ACTIVITY
Give back every line of the material exactly, as it appears below.
^^^^^^^^^^^^^^^^
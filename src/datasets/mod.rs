//! Dataset handlers
//!
//! One submodule per source dataset, each with the same shape: a documented
//! [`crate::reader::TableSchema`], a loader that normalizes the time axis
//! and attaches the uncertainty band, and a figure builder. The handlers are
//! the only place that knows dataset specifics; everything else operates on
//! [`crate::series::TimeSeries`] and [`crate::plot::Figure`].

use tracing::info;

use crate::config::Config;
use crate::plot::Figure;
use crate::Result;

pub mod co2;
pub mod hadcrut;
pub mod marcott;

/// Most recent year covered by the instrumental records; display windows are
/// named by their distance to this year.
pub const PRESENT_YEAR: f64 = 2020.0;

/// Build all three figures in their fixed order.
///
/// The instrumental temperature series is loaded once and reused as the
/// overlay on the paleo-reconstruction figure.
pub fn build_all(config: &Config) -> Result<Vec<Figure>> {
    let instrumental = hadcrut::load(config)?;
    let figures = vec![
        hadcrut::figure(&instrumental)?,
        marcott::figure(config, &instrumental)?,
        co2::figure(config)?,
    ];
    for figure in &figures {
        info!(figure = %figure.name, layers = figure.layers.len(), "built figure");
    }
    Ok(figures)
}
^^^^^^^^^^^^^^^^
RESULT OF THE EXERCISE
filename src/datasets/mod.rs
//! Dataset handlers
//!
//! One submodule per source dataset, each with the same shape: a documented
//! [`crate::reader::TableSchema`], a loader that normalizes the time axis
//! and attaches the uncertainty band, and a figure builder. The handlers are
//! the only place that knows dataset specifics; everything else operates on
//! [`crate::series::TimeSeries`] and [`crate::plot::Figure`].

use tracing::info;

use crate::config::Config;
use crate::plot::Figure;
use crate::Result;

pub mod co2;
pub mod hadcrut;
pub mod marcott;

/// Most recent year covered by the instrumental records; display windows are
/// named by their distance to this year.
pub const PRESENT_YEAR: f64 = 2020.0;

/// Build all three figures in their fixed order.
///
/// The instrumental temperature series is loaded once and reused as the
/// overlay on the paleo-reconstruction figure.
pub fn build_all(config: &Config) -> Result<Vec<Figure>> {
    let instrumental = hadcrut::load(config)?;
    let figures = vec![
        hadcrut::figure(&instrumental)?,
        marcott::figure(config, &instrumental)?,
        co2::figure(config)?,
    ];
    for figure in &figures {
        info!(figure = %figure.name, layers = figure.layers.len(), "built figure");
    }
    Ok(figures)
}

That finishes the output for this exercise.